Argentina realizó este lunes un pago de 808 millones de dólares correspondientes a un vencimiento de deuda con el Fondo Monetario Internacional (FMI), un paso clave en su compromiso financiero para el año 2026. Este desembolso forma parte de una serie de siete pagos que suman más de 4.400 millones de dólares, según el calendario oficial del organismo multilateral.
El Gobierno de Javier Milei cumplió con esta obligación mediante la compra previa de Derechos Especiales de Giro (DEG) a Estados Unidos, una operación que generó diversas interpretaciones. Mientras algunos analistas vieron en esta maniobra un gesto político hacia la administración de Donald Trump, desde el Ministerio de Economía aclaran que se trató de un procedimiento habitual en la gestión de pagos al FMI.
Los DEG, un activo de reserva emitido por el FMI, funcionan como una moneda internacional complementaria basada en una canasta de monedas fuertes. Argentina utilizó estos activos para realizar el pago de intereses, en lugar de transferir dólares directamente al fondo. El ministro de Economía, Luis Caputo, explicó que los DEG adquiridos fueron comprados a Estados Unidos, que actúa como vendedor, en una transacción a precio de mercado y desvinculada de cualquier tipo de ayuda.
El contexto político-económico añade complejidad a esta operación. En el mercado local, el vínculo con Estados Unidos –y, en particular, con Donald Trump– ha sido observado con atención, ya que ha incluido en ocasiones anteriores rescates financieros y apoyo en la estabilidad cambiaria para Argentina. Estas acciones reflejan una relación cercana entre el país sudamericano y la administración estadounidense.

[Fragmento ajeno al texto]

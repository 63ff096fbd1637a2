//! Checksum helpers for the store's append log.
//!
//! Every record appended to the store's log file is wrapped with a CRC32C
//! checksum so that a crash mid-write leaves a detectable, not silently
//! misread, tail.

use crc32fast::Hasher;
use std::io::{self, Write};

#[derive(Debug, Clone, Copy, PartialEq, Eq)]
pub enum ChecksumType {
    /// CRC32C (SSE4.2 accelerated where available).
    CRC32C,
    /// No checksum — tests only.
    None,
}

impl Default for ChecksumType {
    fn default() -> Self {
        Self::CRC32C
    }
}

pub struct Checksum;

impl Checksum {
    pub fn compute(checksum_type: ChecksumType, data: &[u8]) -> u32 {
        match checksum_type {
            ChecksumType::CRC32C => {
                let mut hasher = Hasher::new();
                hasher.update(data);
                hasher.finalize()
            }
            ChecksumType::None => 0,
        }
    }

    pub fn verify(
        checksum_type: ChecksumType,
        data: &[u8],
        expected: u32,
    ) -> Result<(), ChecksumError> {
        if checksum_type == ChecksumType::None {
            return Ok(());
        }

        let actual = Self::compute(checksum_type, data);
        if actual != expected {
            return Err(ChecksumError::Mismatch {
                expected,
                actual,
                data_len: data.len(),
            });
        }

        Ok(())
    }

    pub fn builder(checksum_type: ChecksumType) -> ChecksumBuilder {
        ChecksumBuilder::new(checksum_type)
    }

    /// Encodes `data` as `[len: u32][data][checksum: u32]`, all little-endian.
    pub fn encode_with_checksum(checksum_type: ChecksumType, data: &[u8]) -> Vec<u8> {
        let checksum = Self::compute(checksum_type, data);
        let mut encoded = Vec::with_capacity(4 + data.len() + 4);
        encoded.extend_from_slice(&(data.len() as u32).to_le_bytes());
        encoded.extend_from_slice(data);
        encoded.extend_from_slice(&checksum.to_le_bytes());
        encoded
    }

    /// Inverse of `encode_with_checksum`; fails on truncation or mismatch.
    pub fn decode_with_checksum(
        checksum_type: ChecksumType,
        encoded: &[u8],
    ) -> Result<Vec<u8>, ChecksumError> {
        if encoded.len() < 8 {
            return Err(ChecksumError::InvalidFormat("record too short".to_string()));
        }

        let data_len = u32::from_le_bytes([encoded[0], encoded[1], encoded[2], encoded[3]]) as usize;

        if encoded.len() != 4 + data_len + 4 {
            return Err(ChecksumError::InvalidFormat(format!(
                "expected {} bytes, got {}",
                4 + data_len + 4,
                encoded.len()
            )));
        }

        let data = &encoded[4..4 + data_len];
        let expected_checksum = u32::from_le_bytes([
            encoded[4 + data_len],
            encoded[4 + data_len + 1],
            encoded[4 + data_len + 2],
            encoded[4 + data_len + 3],
        ]);

        Self::verify(checksum_type, data, expected_checksum)?;
        Ok(data.to_vec())
    }
}

/// Incremental checksum builder for streamed data.
pub struct ChecksumBuilder {
    hasher: Option<Hasher>,
}

impl ChecksumBuilder {
    pub fn new(checksum_type: ChecksumType) -> Self {
        let hasher = match checksum_type {
            ChecksumType::CRC32C => Some(Hasher::new()),
            ChecksumType::None => None,
        };
        Self { hasher }
    }

    pub fn update(&mut self, data: &[u8]) {
        if let Some(hasher) = &mut self.hasher {
            hasher.update(data);
        }
    }

    pub fn finalize(self) -> u32 {
        match self.hasher {
            Some(hasher) => hasher.finalize(),
            None => 0,
        }
    }
}

impl Write for ChecksumBuilder {
    fn write(&mut self, buf: &[u8]) -> io::Result<usize> {
        self.update(buf);
        Ok(buf.len())
    }

    fn flush(&mut self) -> io::Result<()> {
        Ok(())
    }
}

#[derive(Debug, thiserror::Error)]
pub enum ChecksumError {
    #[error("checksum mismatch: expected {expected:#010x}, got {actual:#010x} (data_len={data_len})")]
    Mismatch {
        expected: u32,
        actual: u32,
        data_len: usize,
    },

    #[error("invalid checksum record: {0}")]
    InvalidFormat(String),

    #[error("IO error: {0}")]
    Io(#[from] std::io::Error),
}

Este primer pago del año al FMI precede a una nueva revisión del plan económico de Milei por parte del organismo. La evaluación, prevista para febrero, analizará el cumplimiento de metas financieras y podría desbloquear desembolsos adicionales o modificaciones en las condiciones del acuerdo, reafirmando la influencia del FMI en la política económica argentina.
A lo largo de 2026, Argentina deberá afrontar otros pagos programados: un pequeño depósito en abril y montos comprendidos entre 341 y 820 millones de dólares en los meses siguientes, con vencimientos en mayo, agosto, septiembre, noviembre y diciembre. Estos compromisos forman parte integral del acuerdo de financiamiento vigente y representan un desafío significativo para las finanzas públicas.
Por último, Caputo desestimó la posibilidad de que Argentina emita nueva deuda en mercados internacionales en el corto plazo. Subrayó la intención del Gobierno de reducir la dependencia financiera de Wall Street y evitar mayor endeudamiento externo, una postura que contrasta con la experiencia previa del ministro en la gestión financiera durante la administración de Mauricio Macri.
Este panorama sugiere que Argentina continúa navegando una compleja coyuntura en su relación con el FMI y sus acreedores internacionales, buscando equilibrar pagos urgentes con una estrategia de reducción de riesgo financiero y mayor autonomía económica.